Но как только образ возникает, над ним стоит поразмыслить. Как только мне представился ад, я подумал: нет на свете ничего ужасного, что бы мог придумать дьявол и чего бы не мог придумать человек. Ну, что там в запасе у дьявола? Кипящая смола и серные душегубки, бессмысленный сизифов труд, крючья, на которые подвешивают за ребра, танталовы пытки голодом и жаждой. Было, все было. Было и похуже — азиатские пытки крысой и европейские током. Все было. И все это делали люди. И если спокойно и холодно продолжить эту мысль, то она со ступеньки на ступеньку, со ступеньки на ступеньку будет опускаться все ниже и ниже и отправится по знакомому адресу, где на дверях табличка «Фашизм». На протяжении веков эта табличка менялась — иногда она называлась ад, иногда тартар, но все равно это фашизм. Проходит время, забывается теория фашизма, и вот уже детям кажутся выдумкой рвы с трупами и печи, где сожгли миллионы живых людей. А представьте, если истлеет пленка кинохроники, где бульдозеры сгребают в кучи голые тела, что останется через тысячи лет? Легенда об аде и застенках пыток. И уже никто не поверит тогда, что фашисты биологически не отличались от людей. И тогда придумают дьяволов, выходцев из тартара, как это уже происходило не раз. А ведь никаких выходцев из тартара не было. Были обыкновенные люди, но только потерявшие образ человеческий. Потому что тартар был у них в душах. Потому что тартар — это всегда расизм, то есть мысль, что человек другого племени — и не человек вовсе.

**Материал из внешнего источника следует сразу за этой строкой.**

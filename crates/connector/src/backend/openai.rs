//! OpenAI-compatible chat completions backend.
//!
//! Works against any server exposing `/chat/completions`, including local
//! model servers that only emit text.

use super::sse;
use crate::model::{
    Backend, Message, ModelError, ModelRequest, ModelResponse, Part, Role, TextStream, ToolCall,
    ToolResult, ToolSpec, Usage,
};
use serde::{Deserialize, Serialize};
use serde_json::Value;

pub const DEFAULT_ENDPOINT: &str = "http://localhost:11434/v1";

// ─────────────────────────────────────────────────────────────────────────────
// API Wire Types
// ─────────────────────────────────────────────────────────────────────────────

#[derive(Debug, Serialize)]
struct ApiRequest<'a> {
    model: &'a str,
    messages: Vec<ApiMessage>,
    #[serde(skip_serializing_if = "Vec::is_empty")]
    tools: Vec<ApiTool>,
    #[serde(skip_serializing_if = "Option::is_none")]
    max_tokens: Option<u32>,
    #[serde(skip_serializing_if = "Option::is_none")]
    temperature: Option<f32>,
    #[serde(skip_serializing_if = "Option::is_none")]
    top_p: Option<f32>,
    #[serde(skip_serializing_if = "std::ops::Not::not")]
    stream: bool,
}

#[derive(Debug, Serialize)]
struct ApiMessage {
    role: &'static str,
    #[serde(skip_serializing_if = "Option::is_none")]
    content: Option<String>,
    #[serde(skip_serializing_if = "Vec::is_empty")]
    tool_calls: Vec<ApiToolCall>,
    #[serde(skip_serializing_if = "Option::is_none")]
    tool_call_id: Option<String>,
}

#[derive(Debug, Serialize, Deserialize)]
struct ApiToolCall {
    id: String,
    #[serde(rename = "type", default = "function_kind")]
    kind: String,
    function: ApiFunctionCall,
}

#[derive(Debug, Serialize, Deserialize)]
struct ApiFunctionCall {
    name: String,
    #[serde(default)]
    arguments: String,
}

#[derive(Debug, Serialize)]
struct ApiTool {
    #[serde(rename = "type")]
    kind: &'static str,
    function: ApiToolFunction,
}

#[derive(Debug, Serialize)]
struct ApiToolFunction {
    name: String,
    description: String,
    parameters: Value,
}

#[derive(Debug, Deserialize)]
struct ApiResponse {
    choices: Vec<ApiChoice>,
    #[serde(default)]
    usage: Option<ApiUsage>,
}

#[derive(Debug, Deserialize)]
struct ApiChoice {
    message: ApiResponseMessage,
}

#[derive(Debug, Deserialize)]
struct ApiResponseMessage {
    #[serde(default)]
    content: Option<String>,
    #[serde(default)]
    tool_calls: Vec<ApiToolCall>,
}

#[derive(Debug, Deserialize)]
struct ApiUsage {
    prompt_tokens: u32,
    completion_tokens: u32,
}

#[derive(Debug, Deserialize)]
struct ApiChunk {
    choices: Vec<ApiChunkChoice>,
}

#[derive(Debug, Deserialize)]
struct ApiChunkChoice {
    delta: ApiDelta,
}

#[derive(Debug, Deserialize)]
struct ApiDelta {
    #[serde(default)]
    content: Option<String>,
}

fn function_kind() -> String {
    "function".to_string()
}

// ─────────────────────────────────────────────────────────────────────────────
// Backend Implementation
// ─────────────────────────────────────────────────────────────────────────────

/// Builder for an [`OpenAiBackend`].
#[derive(Debug, Clone)]
pub struct OpenAiBackendBuilder {
    endpoint: String,
    model: String,
    api_key: Option<String>,
    max_tokens: Option<u32>,
    temperature: Option<f32>,
}

impl OpenAiBackendBuilder {
    pub fn new(model: impl Into<String>) -> Self {
        Self {
            endpoint: DEFAULT_ENDPOINT.to_string(),
            model: model.into(),
            api_key: None,
            max_tokens: None,
            temperature: None,
        }
    }

    /// Base URL; `/chat/completions` is appended.
    pub fn endpoint(mut self, endpoint: impl Into<String>) -> Self {
        self.endpoint = endpoint.into();
        self
    }

    pub fn api_key(mut self, api_key: impl Into<String>) -> Self {
        self.api_key = Some(api_key.into());
        self
    }

    /// Default used when a request does not set its own.
    pub fn max_tokens(mut self, max_tokens: u32) -> Self {
        self.max_tokens = Some(max_tokens);
        self
    }

    /// Default used when a request does not set its own.
    pub fn temperature(mut self, temperature: f32) -> Self {
        self.temperature = Some(temperature);
        self
    }

    pub fn build(self) -> OpenAiBackend {
        OpenAiBackend {
            client: reqwest::Client::new(),
            url: format!("{}/chat/completions", self.endpoint.trim_end_matches('/')),
            model: self.model,
            api_key: self.api_key,
            max_tokens: self.max_tokens,
            temperature: self.temperature,
        }
    }
}

/// Backend for OpenAI-compatible chat completion servers.
pub struct OpenAiBackend {
    client: reqwest::Client,
    url: String,
    model: String,
    api_key: Option<String>,
    max_tokens: Option<u32>,
    temperature: Option<f32>,
}

impl OpenAiBackend {
    pub fn builder(model: impl Into<String>) -> OpenAiBackendBuilder {
        OpenAiBackendBuilder::new(model)
    }

    fn role_to_api(role: Role) -> &'static str {
        match role {
            Role::System => "system",
            Role::User => "user",
            Role::Assistant => "assistant",
            Role::Tool => "tool",
        }
    }

    /// One history message may expand to several wire messages, since each
    /// tool result travels on its own.
    fn messages_to_api(msg: &Message) -> Vec<ApiMessage> {
        let role = Self::role_to_api(msg.role);
        let results: Vec<&ToolResult> = msg
            .parts
            .iter()
            .filter_map(|part| match part {
                Part::ToolResult(result) => Some(result),
                _ => None,
            })
            .collect();

        if !results.is_empty() {
            return results
                .into_iter()
                .map(|result| ApiMessage {
                    role: "tool",
                    content: Some(result.content()),
                    tool_calls: Vec::new(),
                    tool_call_id: Some(result.tool_call_id().to_string()),
                })
                .collect();
        }

        let text = msg.text();
        let tool_calls: Vec<ApiToolCall> = msg
            .tool_calls()
            .into_iter()
            .map(|call| ApiToolCall {
                id: call.id,
                kind: function_kind(),
                function: ApiFunctionCall {
                    name: call.name,
                    arguments: call.input.to_string(),
                },
            })
            .collect();

        // Plain tool-role text has no call id to answer; send it as user text.
        let role = if role == "tool" { "user" } else { role };

        vec![ApiMessage {
            role,
            content: (!text.is_empty() || tool_calls.is_empty()).then_some(text),
            tool_calls,
            tool_call_id: None,
        }]
    }

    fn tool_to_api(spec: &ToolSpec) -> ApiTool {
        ApiTool {
            kind: "function",
            function: ApiToolFunction {
                name: spec.name.clone(),
                description: spec.description.clone(),
                parameters: spec.schema.clone(),
            },
        }
    }

    fn response_to_message(message: ApiResponseMessage) -> Message {
        let mut parts = Vec::new();
        if let Some(text) = message.content.filter(|t| !t.is_empty()) {
            parts.push(Part::Text(text));
        }
        for call in message.tool_calls {
            let input = serde_json::from_str(&call.function.arguments)
                .unwrap_or(Value::String(call.function.arguments));
            parts.push(Part::ToolCall(ToolCall {
                id: call.id,
                name: call.function.name,
                input,
            }));
        }

        Message {
            role: Role::Assistant,
            parts,
        }
    }

    fn build_request<'a>(&'a self, request: &ModelRequest<'_>, stream: bool) -> ApiRequest<'a> {
        ApiRequest {
            model: &self.model,
            messages: request
                .messages
                .iter()
                .flat_map(Self::messages_to_api)
                .collect(),
            tools: request.tools.iter().map(Self::tool_to_api).collect(),
            max_tokens: request.settings.max_tokens.or(self.max_tokens),
            temperature: request.settings.temperature.or(self.temperature),
            top_p: request.settings.top_p,
            stream,
        }
    }

    async fn send(&self, body: &ApiRequest<'_>) -> Result<reqwest::Response, ModelError> {
        let mut req = self
            .client
            .post(&self.url)
            .header("content-type", "application/json");
        if let Some(key) = &self.api_key {
            req = req.bearer_auth(key);
        }

        let response = req
            .json(body)
            .send()
            .await
            .map_err(|e| ModelError::Network(e.to_string()))?;

        if !response.status().is_success() {
            let status = response.status();
            let body = response.text().await.unwrap_or_default();
            return Err(ModelError::Api(format!("{status}: {body}")));
        }
        Ok(response)
    }

    fn parse_chunk(data: &str) -> Result<Option<String>, ModelError> {
        let chunk: ApiChunk =
            serde_json::from_str(data).map_err(|e| ModelError::InvalidResponse(e.to_string()))?;
        Ok(chunk
            .choices
            .into_iter()
            .next()
            .and_then(|choice| choice.delta.content))
    }
}

impl std::fmt::Display for OpenAiBackend {
    fn fmt(&self, f: &mut std::fmt::Formatter<'_>) -> std::fmt::Result {
        write!(f, "openai({}, {})", self.model, self.url)
    }
}

impl Backend for OpenAiBackend {
    async fn call(&self, request: ModelRequest<'_>) -> Result<ModelResponse, ModelError> {
        let body = self.build_request(&request, false);
        tracing::debug!(model = %self.model, messages = body.messages.len(), tools = body.tools.len(), "sending completion request");

        let api_response: ApiResponse = self
            .send(&body)
            .await?
            .json()
            .await
            .map_err(|e| ModelError::InvalidResponse(e.to_string()))?;

        let choice = api_response
            .choices
            .into_iter()
            .next()
            .ok_or_else(|| ModelError::InvalidResponse("response has no choices".into()))?;

        let usage = api_response
            .usage
            .map(|u| Usage {
                input_tokens: u.prompt_tokens,
                output_tokens: u.completion_tokens,
            })
            .unwrap_or_default();

        Ok(ModelResponse {
            message: Self::response_to_message(choice.message),
            usage,
        })
    }

    async fn stream(&self, request: ModelRequest<'_>) -> Result<TextStream, ModelError> {
        let body = self.build_request(&request, true);
        tracing::debug!(model = %self.model, messages = body.messages.len(), "opening completion stream");

        let response = self.send(&body).await?;
        Ok(sse::text_stream(response, Self::parse_chunk))
    }
}
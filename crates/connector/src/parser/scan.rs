//! String-aware brace scanning over JSON-ish text.

/// Net count of unclosed `{` in `text`, ignoring braces inside strings.
///
/// Negative when there are more closing than opening braces.
pub(crate) fn open_braces(text: &str) -> i64 {
    let mut depth = 0i64;
    let mut in_string = false;
    let mut escaped = false;

    for c in text.chars() {
        if in_string {
            match c {
                _ if escaped => escaped = false,
                '\\' => escaped = true,
                '"' => in_string = false,
                _ => {}
            }
            continue;
        }
        match c {
            '"' => in_string = true,
            '{' => depth += 1,
            '}' => depth -= 1,
            _ => {}
        }
    }
    depth
}

/// The balanced `{...}` object starting at byte offset `start`, if it closes.
pub(crate) fn balanced_object(text: &str, start: usize) -> Option<&str> {
    let tail = text.get(start..)?;
    if !tail.starts_with('{') {
        return None;
    }

    let mut depth = 0usize;
    let mut in_string = false;
    let mut escaped = false;

    for (offset, c) in tail.char_indices() {
        if in_string {
            match c {
                _ if escaped => escaped = false,
                '\\' => escaped = true,
                '"' => in_string = false,
                _ => {}
            }
            continue;
        }
        match c {
            '"' => in_string = true,
            '{' => depth += 1,
            '}' => {
                depth -= 1;
                if depth == 0 {
                    return Some(&tail[..=offset]);
                }
            }
            _ => {}
        }
    }
    None
}

#[cfg(test)]
mod tests {
    use super::*;

    #[test]
    fn counts_unclosed_braces() {
        assert_eq!(open_braces(r#"{"a":{"b":{}}"#), 1);
        assert_eq!(open_braces(r#"{"a":"}}}"}"#), 0);
        assert_eq!(open_braces(r#"{"a":"\"{"}"#), 0);
        assert_eq!(open_braces("}"), -1);
    }

    #[test]
    fn finds_balanced_object() {
        let text = r#"Sure: {"a": {"b": "}"}} trailing"#;
        let start = text.find('{').unwrap();
        assert_eq!(balanced_object(text, start), Some(r#"{"a": {"b": "}"}}"#));
    }

    #[test]
    fn unclosed_object_is_none() {
        assert_eq!(balanced_object(r#"{"a": {"#, 0), None);
        assert_eq!(balanced_object("abc", 0), None);
    }
}
//! Demo functions registered by the binary.

use chrono::Local;
use connector::{
    ArgValue, FnFunction, FunctionDescriptor, FunctionError, FunctionGroup, FunctionRegistry,
    ParameterDescriptor, ParameterType,
};
use serde_json::json;
use std::fmt::Write;

const DEFAULT_TIME_FORMAT: &str = "%H:%M";

pub fn registry() -> FunctionRegistry {
    FunctionRegistry::new()
        .with_group(time())
        .with_group(math())
}

fn time() -> FunctionGroup {
    FunctionGroup::new("time").with(FnFunction::new(
        FunctionDescriptor::new("now", "Get the current local date and time").with_parameter(
            ParameterDescriptor::optional(
                "format",
                ParameterType::String,
                "strftime format, defaults to %H:%M",
            ),
        ),
        |args| async move {
            let format = args
                .get("format")
                .and_then(ArgValue::as_str)
                .unwrap_or(DEFAULT_TIME_FORMAT)
                .to_string();
            let mut now = String::new();
            write!(now, "{}", Local::now().format(&format))
                .map_err(|_| FunctionError::invalid_argument("format", "not a strftime format"))?;
            Ok(json!(now))
        },
    ))
}

fn math() -> FunctionGroup {
    FunctionGroup::new("math").with(FnFunction::new(
        FunctionDescriptor::new("add", "Add two numbers")
            .with_parameter(ParameterDescriptor::required("a", ParameterType::Number, "first addend"))
            .with_parameter(ParameterDescriptor::required("b", ParameterType::Number, "second addend")),
        |args| async move {
            let sum = args.require_f64("a")? + args.require_f64("b")?;
            if sum.fract() == 0.0 && sum.abs() < i64::MAX as f64 {
                Ok(json!(sum as i64))
            } else {
                Ok(json!(sum))
            }
        },
    ))
}

#[cfg(test)]
mod tests {
    use super::*;
    use connector::{Arguments, Function};

    #[tokio::test]
    async fn add_sums_numbers() {
        let registry = registry();
        let add = registry.find(Some("math"), "add").unwrap();

        let args = Arguments::from_text(r#"{"a": 2, "b": "3"}"#);
        assert_eq!(add.invoke(&args).await.unwrap(), json!(5));

        let args = Arguments::from_text(r#"{"a": 0.5, "b": 1}"#);
        assert_eq!(add.invoke(&args).await.unwrap(), json!(1.5));

        assert!(add.invoke(&Arguments::new()).await.is_err());
    }

    #[tokio::test]
    async fn now_honours_format() {
        let now = registry().find(None, "now").unwrap();
        let args = Arguments::from_text(r#"{"format": "%Y"}"#);
        let year = now.invoke(&args).await.unwrap();
        assert_eq!(year.as_str().unwrap().len(), 4);

        let args = Arguments::from_text(r#"{"format": "%Q"}"#);
        assert!(now.invoke(&args).await.is_err());
    }
}
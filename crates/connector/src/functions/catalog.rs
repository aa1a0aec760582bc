//! Function descriptors and their model-facing definitions.
//!
//! A [`FunctionDescriptor`] renders to a JSON definition (name, description,
//! JSON-schema parameters) that is embedded verbatim in the prompt, and the
//! same definition decodes back into a descriptor.

use super::CatalogError;
use crate::model::ToolSpec;
use serde::{Deserialize, Serialize};
use serde_json::{Map, Value, json};

/// Separator between group and function name in a qualified name.
pub const QUALIFIER_SEPARATOR: char = '-';

/// Semantic type of a parameter or return value.
#[derive(Debug, Clone, Copy, PartialEq, Eq, Serialize, Deserialize)]
#[serde(rename_all = "lowercase")]
pub enum ParameterType {
    String,
    Integer,
    Number,
    Boolean,
    Array,
    Object,
}

impl ParameterType {
    pub fn as_str(self) -> &'static str {
        match self {
            Self::String => "string",
            Self::Integer => "integer",
            Self::Number => "number",
            Self::Boolean => "boolean",
            Self::Array => "array",
            Self::Object => "object",
        }
    }

    fn parse(tag: &str) -> Result<Self, CatalogError> {
        match tag {
            "string" => Ok(Self::String),
            "integer" => Ok(Self::Integer),
            "number" => Ok(Self::Number),
            "boolean" => Ok(Self::Boolean),
            "array" => Ok(Self::Array),
            "object" => Ok(Self::Object),
            other => Err(CatalogError::UnknownType(other.to_string())),
        }
    }
}

/// A single function parameter.
#[derive(Debug, Clone, PartialEq, Serialize, Deserialize)]
pub struct ParameterDescriptor {
    pub name: String,
    pub description: String,
    #[serde(rename = "type")]
    pub kind: ParameterType,
    pub required: bool,
    #[serde(default, skip_serializing_if = "Option::is_none")]
    pub default: Option<Value>,
}

impl ParameterDescriptor {
    pub fn required(
        name: impl Into<String>,
        kind: ParameterType,
        description: impl Into<String>,
    ) -> Self {
        Self {
            name: name.into(),
            description: description.into(),
            kind,
            required: true,
            default: None,
        }
    }

    pub fn optional(
        name: impl Into<String>,
        kind: ParameterType,
        description: impl Into<String>,
    ) -> Self {
        Self {
            required: false,
            ..Self::required(name, kind, description)
        }
    }

    pub fn with_default(mut self, default: impl Into<Value>) -> Self {
        self.default = Some(default.into());
        self
    }

    fn schema(&self) -> Value {
        let mut schema = Map::new();
        schema.insert("type".into(), Value::from(self.kind.as_str()));
        if !self.description.is_empty() {
            schema.insert("description".into(), Value::from(self.description.clone()));
        }
        if let Some(default) = &self.default {
            schema.insert("default".into(), default.clone());
        }
        Value::Object(schema)
    }
}

/// What a function returns.
#[derive(Debug, Clone, PartialEq, Serialize, Deserialize)]
pub struct ReturnDescriptor {
    #[serde(rename = "type")]
    pub kind: ParameterType,
    pub description: String,
}

/// A locally available function as advertised to the model.
#[derive(Debug, Clone, PartialEq, Serialize, Deserialize)]
pub struct FunctionDescriptor {
    /// Group (plugin) the function belongs to, if any.
    #[serde(default, skip_serializing_if = "Option::is_none")]
    pub plugin: Option<String>,
    pub name: String,
    pub description: String,
    #[serde(default)]
    pub parameters: Vec<ParameterDescriptor>,
    #[serde(default, skip_serializing_if = "Option::is_none")]
    pub returns: Option<ReturnDescriptor>,
}

impl FunctionDescriptor {
    pub fn new(name: impl Into<String>, description: impl Into<String>) -> Self {
        Self {
            plugin: None,
            name: name.into(),
            description: description.into(),
            parameters: Vec::new(),
            returns: None,
        }
    }

    pub fn with_parameter(mut self, parameter: ParameterDescriptor) -> Self {
        self.parameters.push(parameter);
        self
    }

    pub fn with_returns(mut self, kind: ParameterType, description: impl Into<String>) -> Self {
        self.returns = Some(ReturnDescriptor {
            kind,
            description: description.into(),
        });
        self
    }

    /// Place the function in a group.
    pub fn in_group(mut self, plugin: impl Into<String>) -> Self {
        self.plugin = Some(plugin.into());
        self
    }

    /// `group-name` when grouped, the bare name otherwise.
    pub fn qualified_name(&self) -> String {
        match &self.plugin {
            Some(plugin) => format!("{plugin}{QUALIFIER_SEPARATOR}{}", self.name),
            None => self.name.clone(),
        }
    }

    /// Names a call may use to refer to this function.
    pub fn names(&self) -> impl Iterator<Item = String> + '_ {
        std::iter::once(self.name.clone()).chain(self.plugin.as_ref().map(|_| self.qualified_name()))
    }

    /// Names of all required parameters, in declaration order.
    pub fn required_parameters(&self) -> Vec<&str> {
        self.parameters
            .iter()
            .filter(|p| p.required)
            .map(|p| p.name.as_str())
            .collect()
    }

    /// JSON schema of the parameter object.
    pub fn parameters_schema(&self) -> Value {
        let properties: Map<String, Value> = self
            .parameters
            .iter()
            .map(|p| (p.name.clone(), p.schema()))
            .collect();

        json!({
            "type": "object",
            "properties": properties,
            "required": self.required_parameters(),
        })
    }

    /// The definition embedded in the prompt.
    pub fn to_definition(&self) -> Value {
        let mut definition = Map::new();
        definition.insert("name".into(), Value::from(self.name.clone()));
        if let Some(plugin) = &self.plugin {
            definition.insert("plugin".into(), Value::from(plugin.clone()));
        }
        definition.insert("description".into(), Value::from(self.description.clone()));
        definition.insert("parameters".into(), self.parameters_schema());
        if let Some(returns) = &self.returns {
            definition.insert(
                "returns".into(),
                json!({ "type": returns.kind.as_str(), "description": returns.description }),
            );
        }
        Value::Object(definition)
    }

    /// Decode a definition produced by [`FunctionDescriptor::to_definition`].
    pub fn from_definition(definition: &Value) -> Result<Self, CatalogError> {
        let object = definition.as_object().ok_or(CatalogError::NotAnObject)?;

        let name = string_field(object, "name")?;
        let description = object
            .get("description")
            .and_then(Value::as_str)
            .unwrap_or_default()
            .to_string();
        let plugin = object
            .get("plugin")
            .and_then(Value::as_str)
            .map(str::to_string);

        let mut parameters = Vec::new();
        if let Some(schema) = object.get("parameters") {
            let schema = schema.as_object().ok_or(CatalogError::Field("parameters"))?;
            let required: Vec<&str> = schema
                .get("required")
                .and_then(Value::as_array)
                .map(|names| names.iter().filter_map(Value::as_str).collect())
                .unwrap_or_default();

            if let Some(properties) = schema.get("properties") {
                let properties = properties
                    .as_object()
                    .ok_or(CatalogError::Field("properties"))?;
                for (param_name, property) in properties {
                    let kind = property
                        .get("type")
                        .and_then(Value::as_str)
                        .ok_or(CatalogError::Field("type"))
                        .and_then(ParameterType::parse)?;
                    parameters.push(ParameterDescriptor {
                        name: param_name.clone(),
                        description: property
                            .get("description")
                            .and_then(Value::as_str)
                            .unwrap_or_default()
                            .to_string(),
                        kind,
                        required: required.contains(&param_name.as_str()),
                        default: property.get("default").cloned(),
                    });
                }
            }
        }

        let returns = match object.get("returns") {
            Some(returns) => {
                let kind = returns
                    .get("type")
                    .and_then(Value::as_str)
                    .ok_or(CatalogError::Field("returns"))
                    .and_then(ParameterType::parse)?;
                Some(ReturnDescriptor {
                    kind,
                    description: returns
                        .get("description")
                        .and_then(Value::as_str)
                        .unwrap_or_default()
                        .to_string(),
                })
            }
            None => None,
        };

        Ok(Self {
            plugin,
            name,
            description,
            parameters,
            returns,
        })
    }

    /// The native tool spec for backends with structured function calling.
    pub fn to_tool_spec(&self) -> ToolSpec {
        ToolSpec {
            name: self.name.clone(),
            description: self.description.clone(),
            schema: self.parameters_schema(),
        }
    }
}

fn string_field(object: &Map<String, Value>, field: &'static str) -> Result<String, CatalogError> {
    object
        .get(field)
        .and_then(Value::as_str)
        .filter(|s| !s.is_empty())
        .map(str::to_string)
        .ok_or(CatalogError::Field(field))
}

/// Render descriptors as the function-definition block of a prompt.
///
/// One pretty-printed JSON definition per function, separated by blank lines.
pub fn render_definitions(descriptors: &[FunctionDescriptor]) -> String {
    descriptors
        .iter()
        .map(|d| {
            serde_json::to_string_pretty(&d.to_definition()).unwrap_or_else(|_| d.name.clone())
        })
        .collect::<Vec<_>>()
        .join("\n\n")
}

/// Decode a block produced by [`render_definitions`].
pub fn parse_definitions(block: &str) -> Result<Vec<FunctionDescriptor>, CatalogError> {
    serde_json::Deserializer::from_str(block)
        .into_iter::<Value>()
        .map(|value| {
            value
                .map_err(|_| CatalogError::NotAnObject)
                .and_then(|v| FunctionDescriptor::from_definition(&v))
        })
        .collect()
}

Оставим это. Тошно об этом думать и мерзостно писать.
Я прощаюсь с вами, дорогой учитель. Поэтому такое длинное письмо. Я запомнил вас еще с войны, ваше хмурое добродушие, ваше желание прислушаться к любому новому слову, от кого бы оно ни исходило, ваше спокойное умение выдать человеку аванс человечности и не очень торопиться получить проценты. Еще в войну из всех людей, которые случайно видели фотографию женщины, вы один не допытывались, кто она такая, хотя вы единственный человек, которому мне хотелось об этом рассказать. Женщины этой нет. Это образ. Еще мальчишками мы с художником Костей Якушевым и еще одним — физиком Алешей Аносовым сложили его из нескольких сот фотографий женских лиц — все тогдашние красавицы, — и у нас ничего не вышло. Мы складывали два переснятых негатива, взятых в одном масштабе, и делали одно фото. Потом мы складывали его с таким нее сдвоенным фото и получали счетверенное. И так далее — в геометрической прогрессии. Мы остановились только тогда, когда уже ничего существенно не менялось. Мы получили странное, ослепительно красивое, но какое-то зловещее, почти мертвое лицо. И его забрал Костя. Потому что оно нам стало мерещиться и на улице и во сне. Через сутки Костя принес это фото обратно. Это было то лицо, которое вы знаете. «Я тут кое-что тронул, — сказал он. — Сам не знаю, как это получилось. А потом снова сфотографировал…» Изменений в лице не было заметно, это была та же самая женщина, но она была живая. Тогда мы все догадались, что такое творчество: не сумма, а скачок в новое качество — и затосковали. Потому что поняли: нам такую не встретить, а я обречен к ней стремиться. И еще мы поняли, как тяжело экспериментировать над человеком.